**Record set**
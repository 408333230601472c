//! Session state machine
//!
//! Routes the single "activate" input: it starts a run from the title
//! screen, restarts after a game over, and flaps during play. Flaps are
//! latched and handed to the next tick exactly once.

use serde::{Deserialize, Serialize};

use crate::config::{ConfigError, GameConfig};
use crate::sim::{Snapshot, TickInput, TickOutcome, World, tick};

/// Current phase of the session
#[derive(Debug, Clone, Copy, PartialEq, Eq, Serialize, Deserialize)]
pub enum SessionPhase {
    /// Title screen, waiting for the first activate
    AwaitingStart,
    /// A run is in progress
    Running,
    /// The last run ended in a collision
    Ended,
}

/// What an activate did
#[derive(Debug, Clone, Copy, PartialEq, Eq)]
pub enum Activation {
    Started,
    Restarted,
    /// Impulse queued for the next tick
    Impulse,
}

/// Owns the current `World` and decides when it ticks
#[derive(Debug, Clone)]
pub struct Session {
    config: GameConfig,
    base_seed: u64,
    phase: SessionPhase,
    world: World,
    pending_impulse: bool,
    runs: u32,
    best_score: u32,
}

impl Session {
    /// Validate `config` and wait on the title screen
    pub fn new(config: GameConfig, seed: u64) -> Result<Self, ConfigError> {
        config.validate()?;
        let world = World::new(&config, seed);
        Ok(Self {
            config,
            base_seed: seed,
            phase: SessionPhase::AwaitingStart,
            world,
            pending_impulse: false,
            runs: 0,
            best_score: 0,
        })
    }

    pub fn phase(&self) -> SessionPhase {
        self.phase
    }

    pub fn world(&self) -> &World {
        &self.world
    }

    /// Runs started so far
    pub fn runs(&self) -> u32 {
        self.runs
    }

    /// Best displayed score over finished runs (in memory only)
    pub fn best_score(&self) -> u32 {
        self.best_score
    }

    /// An impulse is latched for the next tick
    pub fn impulse_pending(&self) -> bool {
        self.pending_impulse
    }

    /// Handle the activate input
    pub fn activate(&mut self) -> Activation {
        match self.phase {
            SessionPhase::AwaitingStart => {
                self.start_run();
                Activation::Started
            }
            SessionPhase::Ended => {
                self.start_run();
                Activation::Restarted
            }
            SessionPhase::Running => {
                self.pending_impulse = true;
                Activation::Impulse
            }
        }
    }

    /// Advance the running world by one frame.
    ///
    /// Returns `None` when no run is in progress.
    pub fn tick(&mut self, dt_ms: f32) -> Option<TickOutcome> {
        if self.phase != SessionPhase::Running {
            return None;
        }

        let input = TickInput {
            impulse: std::mem::take(&mut self.pending_impulse),
        };
        let outcome = tick(&mut self.world, &input, dt_ms);

        if !outcome.alive {
            let score = self.world.score.displayed();
            self.best_score = self.best_score.max(score);
            self.phase = SessionPhase::Ended;
            log::info!(
                "Run {} ended after {} ticks with score {} ({:?})",
                self.runs,
                self.world.time_ticks,
                score,
                outcome.collision
            );
        }

        Some(outcome)
    }

    /// Read-only view for the renderer
    pub fn snapshot(&self) -> SessionSnapshot {
        SessionSnapshot {
            phase: self.phase,
            best_score: self.best_score,
            runs: self.runs,
            world: self.world.snapshot(),
        }
    }

    fn start_run(&mut self) {
        self.runs += 1;
        let seed = self.run_seed();
        self.world = World::new(&self.config, seed);
        self.pending_impulse = false;
        self.phase = SessionPhase::Running;
        log::info!("Started run {} with seed: {}", self.runs, seed);
    }

    /// First run uses the base seed; later runs step away from it
    fn run_seed(&self) -> u64 {
        let offset = u64::from(self.runs.saturating_sub(1));
        self.base_seed
            .wrapping_add(offset.wrapping_mul(0x9E37_79B9_7F4A_7C15))
    }
}

/// Session-level frame view
#[derive(Debug, Clone, PartialEq, Serialize, Deserialize)]
pub struct SessionSnapshot {
    pub phase: SessionPhase,
    pub best_score: u32,
    pub runs: u32,
    #[serde(flatten)]
    pub world: Snapshot,
}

**Work order**
In full and word for word, output the entries.

**Solution below**
repository 408333230601472c
//! Session state machine
//!
//! Routes the single "activate" input: it starts a run from the title
//! screen, restarts after a game over, and flaps during play. Flaps are
//! latched and handed to the next tick exactly once.

use serde::{Deserialize, Serialize};

use crate::config::{ConfigError, GameConfig};
use crate::sim::{Snapshot, TickInput, TickOutcome, World, tick};

/// Current phase of the session
#[derive(Debug, Clone, Copy, PartialEq, Eq, Serialize, Deserialize)]
pub enum SessionPhase {
    /// Title screen, waiting for the first activate
    AwaitingStart,
    /// A run is in progress
    Running,
    /// The last run ended in a collision
    Ended,
}

/// What an activate did
#[derive(Debug, Clone, Copy, PartialEq, Eq)]
pub enum Activation {
    Started,
    Restarted,
    /// Impulse queued for the next tick
    Impulse,
}

/// Owns the current `World` and decides when it ticks
#[derive(Debug, Clone)]
pub struct Session {
    config: GameConfig,
    base_seed: u64,
    phase: SessionPhase,
    world: World,
    pending_impulse: bool,
    runs: u32,
    best_score: u32,
}

impl Session {
    /// Validate `config` and wait on the title screen
    pub fn new(config: GameConfig, seed: u64) -> Result<Self, ConfigError> {
        config.validate()?;
        let world = World::new(&config, seed);
        Ok(Self {
            config,
            base_seed: seed,
            phase: SessionPhase::AwaitingStart,
            world,
            pending_impulse: false,
            runs: 0,
            best_score: 0,
        })
    }

    pub fn phase(&self) -> SessionPhase {
        self.phase
    }

    pub fn world(&self) -> &World {
        &self.world
    }

    /// Runs started so far
    pub fn runs(&self) -> u32 {
        self.runs
    }

    /// Best displayed score over finished runs (in memory only)
    pub fn best_score(&self) -> u32 {
        self.best_score
    }

    /// An impulse is latched for the next tick
    pub fn impulse_pending(&self) -> bool {
        self.pending_impulse
    }

    /// Handle the activate input
    pub fn activate(&mut self) -> Activation {
        match self.phase {
            SessionPhase::AwaitingStart => {
                self.start_run();
                Activation::Started
            }
            SessionPhase::Ended => {
                self.start_run();
                Activation::Restarted
            }
            SessionPhase::Running => {
                self.pending_impulse = true;
                Activation::Impulse
            }
        }
    }

    /// Advance the running world by one frame.
    ///
    /// Returns `None` when no run is in progress.
    pub fn tick(&mut self, dt_ms: f32) -> Option<TickOutcome> {
        if self.phase != SessionPhase::Running {
            return None;
        }

        let input = TickInput {
            impulse: std::mem::take(&mut self.pending_impulse),
        };
        let outcome = tick(&mut self.world, &input, dt_ms);

        if !outcome.alive {
            let score = self.world.score.displayed();
            self.best_score = self.best_score.max(score);
            self.phase = SessionPhase::Ended;
            log::info!(
                "Run {} ended after {} ticks with score {} ({:?})",
                self.runs,
                self.world.time_ticks,
                score,
                outcome.collision
            );
        }

        Some(outcome)
    }

    /// Read-only view for the renderer
    pub fn snapshot(&self) -> SessionSnapshot {
        SessionSnapshot {
            phase: self.phase,
            best_score: self.best_score,
            runs: self.runs,
            world: self.world.snapshot(),
        }
    }

    fn start_run(&mut self) {
        self.runs += 1;
        let seed = self.run_seed();
        self.world = World::new(&self.config, seed);
        self.pending_impulse = false;
        self.phase = SessionPhase::Running;
        log::info!("Started run {} with seed: {}", self.runs, seed);
    }

    /// First run uses the base seed; later runs step away from it
    fn run_seed(&self) -> u64 {
        let offset = u64::from(self.runs.saturating_sub(1));
        self.base_seed
            .wrapping_add(offset.wrapping_mul(0x9E37_79B9_7F4A_7C15))
    }
}

/// Session-level frame view
#[derive(Debug, Clone, PartialEq, Serialize, Deserialize)]
pub struct SessionSnapshot {
    pub phase: SessionPhase,
    pub best_score: u32,
    pub runs: u32,
    #[serde(flatten)]
    pub world: Snapshot,
}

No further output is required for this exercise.